Wayne Rooney Critiques Chelsea's Recruitment Strategy
Todd Boehly and Behdad Eghbali’s Chelsea project has rarely been short of noise. The criticism has come in waves: too many signings, not enough structure, a squad bursting at the seams but light where it matters most. Now Wayne Rooney has added his voice – and he has gone straight for the recruitment strategy.
On his BBC podcast, the former Manchester United captain did not bother tiptoeing around the issue. For him, the imbalance in Chelsea’s squad is not a side note; it is the root of their domestic problems.
“I think Chelsea will have to sell some players because they’ve got a big squad and have made some very strange signings,” Rooney said. Then he went specific. “Selling [Noni] Madueke to Arsenal and signing Gittens, I just didn’t get that, I didn’t understand it. I never got the signing of Garnacho, so there’s been some very strange signings.”
Madueke shines, Gittens stalls
The contrast Rooney highlighted could hardly be sharper.
Since crossing London to join Arsenal, Madueke has grown into exactly the kind of wide threat Chelsea now lack. At the Emirates he has helped drive Mikel Arteta’s side towards the brink of a Premier League title and into a Champions League final, his form and confidence rising with the stakes.
Chelsea, meanwhile, tried to plug the gap with Gittens. The £52m winger arrived at Stamford Bridge with expectations of fireworks. He has not delivered them. One goal in 27 appearances is a brutal return for a player signed to replace a productive, Premier League-ready winger.
That output has become a symbol of a wider issue. Critics argue Chelsea have chased potential at the expense of end product, stacking the squad with talented prospects while leaving the first team short of reliable, decisive figures in the final third. The numbers around Gittens have turned him into a lightning rod for that debate.
Garnacho move under the microscope
Rooney did not stop there. He also questioned Chelsea’s decision to move for Alejandro Garnacho from his former club, Manchester United.
Despite the fanfare around the Argentine international’s arrival in west London, the impact has been minimal. Garnacho has struggled to find the same spark that lit up Old Trafford, his adaptation to life in a blue shirt proving far more complicated than the hype suggested.
The fee – around £40m – only sharpens the focus. One Premier League goal so far is a thin return for that level of investment, and the doubts are growing over whether he truly fits the project Chelsea are trying to build.
For Rooney, the pattern is clear: too many gambles, not enough certainty.
“There’s players there they need to get rid of to get some more experience in and help the young players,” he said. Strip away the politeness and it is a blunt message – clear the deadwood, bring in leaders, and stop asking kids to carry a club of Chelsea’s size on their own.
Alonso’s arrival changes the stakes
Despite the criticism, Rooney does not see Chelsea as a lost cause. Far from it. His tone shifts when the subject turns to Xabi Alonso.
The Spaniard has been handed a four-year deal and, crucially, the title of manager rather than head coach. That single word matters. It signals power, responsibility, and a promise that his voice will carry weight in the recruitment meetings that have defined the Boehly-Eghbali era.
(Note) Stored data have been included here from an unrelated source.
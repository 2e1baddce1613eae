//! Demo runner for the tracking engine.
//!
//! Seeds an in-memory registry with one line, drives a simulated bus along
//! it and prints arrival estimates while the engine ingests the updates.
//! Useful for eyeballing engine behavior without any external service.

use std::sync::Arc;
use std::time::Duration;

use chrono::Utc;
use clap::Parser;
use tokio_util::sync::CancellationToken;
use tracing::{error, info};
use tracing_subscriber::EnvFilter;

use bustrack::app::{Engine, EngineConfig, Registries};
use bustrack::geo::Coordinate;
use bustrack::ingest::LocationReport;
use bustrack::model::{
    BusId, BusSnapshot, DriverId, DriverSnapshot, LineId, LineSnapshot, StopId, StopSnapshot,
    TripId,
};
use bustrack::registry::InMemoryRegistry;

#[derive(Parser, Debug)]
#[command(name = "bustrack", version = bustrack::VERSION, about = "Bus tracking engine demo")]
struct Args {
    /// Seconds between simulated location reports.
    #[arg(long, default_value_t = 2)]
    report_interval: u64,

    /// Traffic factor applied to ETAs (1.0 is free flow).
    #[arg(long, default_value_t = 1.0)]
    traffic_factor: f64,

    /// Simulated bus speed in km/h.
    #[arg(long, default_value_t = 30.0)]
    bus_speed: f64,

    /// Print the line visualization payload once at startup.
    #[arg(long)]
    show_visualization: bool,
}

fn seed_registry() -> Arc<InMemoryRegistry> {
    let registry = Arc::new(InMemoryRegistry::new());

    // A short north-south demo line, roughly 11 km end to end.
    let stops = [
        ("terminal", "Terminal", 41.380, 2.140),
        ("market", "Market Square", 41.405, 2.155),
        ("university", "University", 41.430, 2.165),
        ("depot", "North Depot", 41.455, 2.170),
    ]
    .into_iter()
    .enumerate()
    .map(|(ordinal, (id, name, lat, lon))| StopSnapshot {
        id: StopId::from(id),
        name: name.to_string(),
        ordinal: ordinal as u32,
        coordinate: Coordinate {
            latitude: lat,
            longitude: lon,
        },
    })
    .collect();

    let line = LineSnapshot::new(LineId::from("demo-line"), "Demo Line", "#e63946", stops)
        .expect("demo line stops are valid");
    registry.insert_line(line);
    registry.insert_bus(BusSnapshot {
        id: BusId::from("demo-bus"),
        capacity: 60,
        average_speed_kmh: 32.0,
    });
    registry.insert_driver(DriverSnapshot {
        id: DriverId::from("demo-driver"),
        name: "Demo Driver".to_string(),
        rating: 4.2,
    });
    registry
}

/// Post simulated reports walking the bus from the first stop to the last.
async fn drive_bus(
    engine: Engine,
    trip_id: TripId,
    speed_kmh: f64,
    interval: Duration,
    shutdown: CancellationToken,
) {
    let line = LineId::from("demo-line");
    let Ok(viz) = engine.visualization_blocking(&line) else {
        error!("demo line missing, cannot simulate");
        return;
    };
    let waypoints: Vec<Coordinate> = viz
        .markers
        .iter()
        .map(|m| Coordinate {
            latitude: m.latitude,
            longitude: m.longitude,
        })
        .collect();

    // Degrees covered per tick at the requested speed, flat-earth is fine
    // for a demo this small.
    let step_km = speed_kmh * interval.as_secs_f64() / 3600.0;
    let mut position = waypoints[0];
    let mut target = 1usize;
    let mut ticker = tokio::time::interval(interval);

    loop {
        tokio::select! {
            biased;
            _ = shutdown.cancelled() => return,
            _ = ticker.tick() => {}
        }

        let report = LocationReport {
            trip_id: trip_id.clone(),
            timestamp: Utc::now(),
            latitude: position.latitude,
            longitude: position.longitude,
            accuracy_m: 8.0,
            speed_kmh: Some(speed_kmh),
            heading_deg: None,
        };
        match engine.record_location(report) {
            Ok(result) if result.completed => {
                info!("bus reached the terminus, trip complete");
                return;
            }
            Ok(result) => {
                info!(
                    pointer = result.stop_pointer,
                    anomalies = result.anomalies.len(),
                    "report accepted"
                );
            }
            Err(err) => {
                error!(error = %err, "report rejected");
                return;
            }
        }

        // Move towards the current target waypoint.
        if target < waypoints.len() {
            let goal = waypoints[target];
            let remaining = bustrack::geo::distance_km(position, goal);
            if remaining <= step_km {
                position = goal;
                target += 1;
            } else {
                let fraction = step_km / remaining;
                position = bustrack::geo::interpolate(position, goal, fraction);
            }
        }
    }
}

async fn print_arrivals(engine: Engine, shutdown: CancellationToken) {
    let stop = StopId::from("depot");
    let mut ticker = tokio::time::interval(Duration::from_secs(10));
    loop {
        tokio::select! {
            biased;
            _ = shutdown.cancelled() => return,
            _ = ticker.tick() => {}
        }
        match engine.arrivals(stop.clone(), None).await {
            Ok(arrivals) => match serde_json::to_string_pretty(&arrivals) {
                Ok(json) => println!("{json}"),
                Err(err) => error!(error = %err, "arrivals not serializable"),
            },
            Err(err) => error!(error = %err, "arrivals query failed"),
        }
    }
}

#[tokio::main]
async fn main() {
    tracing_subscriber::fmt()
        .with_env_filter(
            EnvFilter::try_from_default_env().unwrap_or_else(|_| EnvFilter::new("info")),
        )
        .init();

    let args = Args::parse();
    let registry = seed_registry();
    let config = EngineConfig::new().with_traffic_factor(args.traffic_factor);
    let engine = Engine::new(config, Registries::from_single(registry));

    let trip_id = TripId::from("demo-trip");
    if let Err(err) = engine.create_trip(
        trip_id.clone(),
        LineId::from("demo-line"),
        BusId::from("demo-bus"),
        DriverId::from("demo-driver"),
    ) {
        error!(error = %err, "failed to create demo trip");
        return;
    }
    if let Err(err) = engine.start_trip(&trip_id) {
        error!(error = %err, "failed to start demo trip");
        return;
    }

    if args.show_visualization {
        match engine.visualization(LineId::from("demo-line")).await {
            Ok(viz) => match serde_json::to_string_pretty(&*viz) {
                Ok(json) => println!("{json}"),
                Err(err) => error!(error = %err, "visualization not serializable"),
            },
            Err(err) => error!(error = %err, "visualization failed"),
        }
    }

    let shutdown = CancellationToken::new();
    let sweeper = engine.spawn_sweeper(shutdown.clone());
    let driver = tokio::spawn(drive_bus(
        engine.clone(),
        trip_id,
        args.bus_speed,
        Duration::from_secs(args.report_interval),
        shutdown.clone(),
    ));
    let arrivals = tokio::spawn(print_arrivals(engine.clone(), shutdown.clone()));

    if let Err(err) = tokio::signal::ctrl_c().await {
        error!(error = %err, "failed to listen for ctrl-c");
    }
    info!("shutting down");
    shutdown.cancel();

    let _ = driver.await;
    let _ = arrivals.await;
    let _ = sweeper.await;

    let telemetry = engine.telemetry();
    info!(
        accepted = telemetry.updates_accepted,
        rejected = telemetry.updates_rejected,
        anomalies = telemetry.anomalies_flagged,
        "final counters"
    );
}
Rooney likes that. “I like the fact Alonso has been announced as manager and not head coach,” he said. For a man who has seen dressing rooms rise and fall on the strength of their leaders, the implication is obvious: Alonso is being trusted to shape more than just the starting XI.
Chelsea, for all their chaos, still possess a core of gifted young players. That much Rooney readily acknowledges. The question is whether the club can finally give them the right support.
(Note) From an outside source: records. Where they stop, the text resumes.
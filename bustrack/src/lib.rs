//! Bustrack - Real-time bus tracking and arrival estimation
//!
//! This library turns raw, noisy GPS reports from drivers into trustworthy
//! trip state, per-stop arrival estimates, and anomaly signals. The engine
//! covers ingestion and validation of location reports, the trip lifecycle
//! state machine, speed/route-deviation anomaly detection, route and ETA
//! estimation, and a short-TTL visualization cache that bounds the cost of
//! repeated map-refresh polling.
//!
//! Entity ownership (buses, drivers, lines) lives with external collaborators;
//! the engine consumes immutable snapshots through the [`registry`] traits.

pub mod anomaly;
pub mod api;
pub mod app;
pub mod arrivals;
pub mod error;
pub mod geo;
pub mod ingest;
pub mod model;
pub mod registry;
pub mod route;
pub mod sweep;
pub mod telemetry;
pub mod trip;
pub mod viz;

/// Library version, sourced from Cargo metadata.
pub const VERSION: &str = env!("CARGO_PKG_VERSION");
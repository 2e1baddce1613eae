//! Engine configuration.

use std::time::Duration;

use crate::anomaly::AnomalyConfig;
use crate::arrivals::ArrivalsConfig;
use crate::ingest::IngestConfig;
use crate::route::RouteConfig;
use crate::sweep::SweepConfig;
use crate::viz::VizConfig;

/// Tuning for every engine component, with working defaults.
#[derive(Debug, Clone, Default)]
pub struct EngineConfig {
    pub ingest: IngestConfig,
    pub anomaly: AnomalyConfig,
    pub route: RouteConfig,
    pub arrivals: ArrivalsConfig,
    pub viz: VizConfig,
    pub sweep: SweepConfig,
    /// Budget for one read query before it fails as transient.
    pub read_timeout: ReadTimeout,
}

/// Newtype so the default timeout lives next to the field.
#[derive(Debug, Clone, Copy)]
pub struct ReadTimeout(pub Duration);

impl Default for ReadTimeout {
    fn default() -> Self {
        Self(Duration::from_secs(2))
    }
}

impl EngineConfig {
    pub fn new() -> Self {
        Self::default()
    }

    pub fn with_traffic_factor(mut self, factor: f64) -> Self {
        self.route.traffic_factor = factor;
        self
    }

    pub fn with_viz_ttl(mut self, ttl: Duration) -> Self {
        self.viz.ttl = ttl;
        self
    }

    pub fn with_inactivity_timeout(mut self, timeout: Duration) -> Self {
        self.sweep.inactivity_timeout = timeout;
        self
    }

    pub fn with_sweep_interval(mut self, interval: Duration) -> Self {
        self.sweep.interval = interval;
        self
    }

    pub fn with_read_timeout(mut self, timeout: Duration) -> Self {
        self.read_timeout = ReadTimeout(timeout);
        self
    }
}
“They’ve got some very talented players so if they get the signings right in the summer I actually think they could be up there challenging for the title,” he added. “The players will want to play for him because he’s got aura about him.”
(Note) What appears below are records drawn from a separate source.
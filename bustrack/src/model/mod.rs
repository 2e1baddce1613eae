//! Core data model.
//!
//! Entities owned elsewhere (buses, drivers, lines, stops) appear here only
//! as immutable snapshots; the engine never holds a live handle into a
//! collaborator's storage. Records the engine does own (location updates,
//! anomalies, waiting-passenger reports) are append-only and immutable once
//! created.

use chrono::{DateTime, Utc};
use serde::{Deserialize, Serialize};

use crate::error::TrackError;
use crate::geo::Coordinate;

macro_rules! id_type {
    ($(#[$meta:meta])* $name:ident) => {
        $(#[$meta])*
        #[derive(Debug, Clone, PartialEq, Eq, Hash, PartialOrd, Ord, Serialize, Deserialize)]
        #[serde(transparent)]
        pub struct $name(String);

        impl $name {
            pub fn new(id: impl Into<String>) -> Self {
                Self(id.into())
            }

            pub fn as_str(&self) -> &str {
                &self.0
            }
        }

        impl From<&str> for $name {
            fn from(s: &str) -> Self {
                Self(s.to_string())
            }
        }

        impl std::fmt::Display for $name {
            fn fmt(&self, f: &mut std::fmt::Formatter<'_>) -> std::fmt::Result {
                f.write_str(&self.0)
            }
        }
    };
}

id_type!(
    /// Identifier of a bus (owned by the bus registry).
    BusId
);
id_type!(
    /// Identifier of a driver (owned by the driver registry).
    DriverId
);
id_type!(
    /// Identifier of a line (owned by the line registry).
    LineId
);
id_type!(
    /// Identifier of a stop along a line.
    StopId
);
id_type!(
    /// Identifier of one tracked run of a bus along a line.
    TripId
);

/// Immutable bus snapshot consumed per request from the bus registry.
#[derive(Debug, Clone, PartialEq, Serialize, Deserialize)]
pub struct BusSnapshot {
    pub id: BusId,
    pub capacity: u32,
    /// Average cruising speed in km/h, used as the ETA fallback speed.
    pub average_speed_kmh: f64,
}

/// Immutable driver snapshot.
#[derive(Debug, Clone, PartialEq, Serialize, Deserialize)]
pub struct DriverSnapshot {
    pub id: DriverId,
    pub name: String,
    /// Historical rating in [0, 5]; feeds the arrival reliability score.
    pub rating: f64,
}

/// Immutable stop snapshot. Fixed for the lifetime of any trip on its line.
#[derive(Debug, Clone, PartialEq, Serialize, Deserialize)]
pub struct StopSnapshot {
    pub id: StopId,
    pub name: String,
    /// Position within the line's ordered sequence, starting at 0.
    pub ordinal: u32,
    pub coordinate: Coordinate,
}

/// A line and its ordered stops.
///
/// The ordering invariant is load-bearing: the route estimator assumes stops
/// are traversed in ordinal order, so construction validates that ordinals
/// are unique and sorts the sequence.
#[derive(Debug, Clone, PartialEq, Serialize, Deserialize)]
#[serde(try_from = "RawLineSnapshot")]
pub struct LineSnapshot {
    pub id: LineId,
    pub name: String,
    pub color: String,
    stops: Vec<StopSnapshot>,
}

/// Wire shape of a line; deserialization routes through [`LineSnapshot::new`]
/// so the ordering invariant survives untrusted input.
#[derive(Deserialize)]
struct RawLineSnapshot {
    id: LineId,
    name: String,
    color: String,
    stops: Vec<StopSnapshot>,
}

impl TryFrom<RawLineSnapshot> for LineSnapshot {
    type Error = TrackError;

    fn try_from(raw: RawLineSnapshot) -> Result<Self, Self::Error> {
        Self::new(raw.id, raw.name, raw.color, raw.stops)
    }
}

impl LineSnapshot {
    /// Build a line snapshot, sorting stops by ordinal and rejecting
    /// duplicate ordinals or an empty stop list.
    pub fn new(
        id: LineId,
        name: impl Into<String>,
        color: impl Into<String>,
        mut stops: Vec<StopSnapshot>,
    ) -> Result<Self, TrackError> {
        if stops.is_empty() {
            return Err(TrackError::Validation(format!(
                "line {} has no stops",
                id
            )));
        }
        stops.sort_by_key(|s| s.ordinal);
        for pair in stops.windows(2) {
            if pair[0].ordinal == pair[1].ordinal {
                return Err(TrackError::Validation(format!(
                    "line {} has duplicate stop ordinal {}",
                    id, pair[0].ordinal
                )));
            }
        }
        Ok(Self {
            id,
            name: name.into(),
            color: color.into(),
            stops,
        })
    }

    /// Stops in traversal order.
    pub fn stops(&self) -> &[StopSnapshot] {
        &self.stops
    }

    /// Index of a stop within the traversal order.
    pub fn position_of(&self, stop_id: &StopId) -> Option<usize> {
        self.stops.iter().position(|s| &s.id == stop_id)
    }

    pub fn contains_stop(&self, stop_id: &StopId) -> bool {
        self.position_of(stop_id).is_some()
    }

    /// The final stop of the line.
    pub fn terminus(&self) -> &StopSnapshot {
        // Construction guarantees at least one stop.
        self.stops.last().expect("line has at least one stop")
    }
}

/// Lightweight line reference embedded in API responses.
#[derive(Debug, Clone, PartialEq, Serialize, Deserialize)]
pub struct LineRef {
    pub id: LineId,
    pub name: String,
    pub color: String,
}

impl From<&LineSnapshot> for LineRef {
    fn from(line: &LineSnapshot) -> Self {
        Self {
            id: line.id.clone(),
            name: line.name.clone(),
            color: line.color.clone(),
        }
    }
}

/// Precomputed path geometry between two consecutive stops.
///
/// When absent, the route estimator falls back to the straight line between
/// the stop coordinates.
#[derive(Debug, Clone, PartialEq, Serialize, Deserialize)]
pub struct RouteSegment {
    pub from_stop: StopId,
    pub to_stop: StopId,
    /// Ordered path coordinates, including both endpoints.
    pub geometry: Vec<Coordinate>,
    pub distance_km: f64,
    pub nominal_duration_min: f64,
}

/// A single validated GPS report, immutable once appended to a trip.
#[derive(Debug, Clone, PartialEq, Serialize, Deserialize)]
pub struct LocationUpdate {
    pub trip_id: TripId,
    /// Report timestamp; non-decreasing within one trip.
    pub timestamp: DateTime<Utc>,
    pub latitude: f64,
    pub longitude: f64,
    pub accuracy_m: f64,
    pub speed_kmh: Option<f64>,
    /// Heading in degrees [0, 360).
    pub heading_deg: Option<f64>,
}

impl LocationUpdate {
    pub fn coordinate(&self) -> Coordinate {
        Coordinate {
            latitude: self.latitude,
            longitude: self.longitude,
        }
    }
}

/// Anomaly severity.
#[derive(Debug, Clone, Copy, PartialEq, Eq, Serialize, Deserialize)]
#[serde(rename_all = "snake_case")]
pub enum Severity {
    Low,
    Medium,
    High,
}

/// What made a location report implausible.
///
/// One variant per anomaly kind, each carrying only the supporting values
/// that kind needs.
#[derive(Debug, Clone, PartialEq, Serialize, Deserialize)]
#[serde(tag = "kind", rename_all = "snake_case")]
pub enum AnomalyKind {
    /// Derived speed above the plausibility ceiling. `observed_kmh` is `None`
    /// when the speed is undefined (zero elapsed time over non-zero distance).
    Speed { observed_kmh: Option<f64> },

    /// Position off the line's route geometry for consecutive updates.
    RouteDeviation { off_route_m: f64 },

    /// Two active buses on the same line running too close together.
    Bunching {
        other_trip: TripId,
        separation_km: f64,
    },
}

impl AnomalyKind {
    /// Short name for logging.
    pub fn name(&self) -> &'static str {
        match self {
            AnomalyKind::Speed { .. } => "speed",
            AnomalyKind::RouteDeviation { .. } => "route_deviation",
            AnomalyKind::Bunching { .. } => "bunching",
        }
    }
}

/// A recorded observation that a trip's telemetry is implausible.
///
/// Append-only: anomalies are never mutated or resolved by the engine, and
/// they never block the ingestion that produced them.
#[derive(Debug, Clone, PartialEq, Serialize, Deserialize)]
pub struct Anomaly {
    pub trip_id: TripId,
    pub detected_at: DateTime<Utc>,
    pub severity: Severity,
    #[serde(flatten)]
    pub kind: AnomalyKind,
}

/// Crowd-sourced count of passengers waiting at a stop.
///
/// Lifecycle is owned by an external collaborator; the engine aggregates
/// recent reports only as an input signal.
#[derive(Debug, Clone, PartialEq, Serialize, Deserialize)]
pub struct WaitingPassengerReport {
    pub stop_id: StopId,
    pub line_id: Option<LineId>,
    pub count: u32,
    pub reported_at: DateTime<Utc>,
}

/// Trip lifecycle state.
///
/// `Pending → Active → Completed | Aborted`; the two right-hand states are
/// terminal and accept no further location updates.
#[derive(Debug, Clone, Copy, PartialEq, Eq, Serialize, Deserialize)]
#[serde(rename_all = "snake_case")]
pub enum TripState {
    Pending,
    Active,
    Completed,
    Aborted,
}

impl TripState {
    pub fn is_terminal(&self) -> bool {
        matches!(self, TripState::Completed | TripState::Aborted)
    }
}

impl std::fmt::Display for TripState {
    fn fmt(&self, f: &mut std::fmt::Formatter<'_>) -> std::fmt::Result {
        let s = match self {
            TripState::Pending => "pending",
            TripState::Active => "active",
            TripState::Completed => "completed",
            TripState::Aborted => "aborted",
        };
        f.write_str(s)
    }
}

/// Statistics computed when a trip ends.
#[derive(Debug, Clone, PartialEq, Serialize, Deserialize)]
pub struct TripSummary {
    /// Sum of distances between consecutive location updates.
    pub total_distance_km: f64,
    /// `None` for trips that ended with no elapsed time.
    pub average_speed_kmh: Option<f64>,
    pub duration_secs: i64,
}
Aura alone will not fix a lopsided squad. Nor will one good window erase the missteps that sent Madueke thriving at Arsenal while Gittens and Garnacho search for form in west London. But for the first time in a while, Chelsea have a manager with the authority to demand something different.
Now the spotlight moves from the touchline back to the boardroom: will the hierarchy finally match Alonso’s ambition with the kind of smart, seasoned signings Rooney insists this squad so badly needs?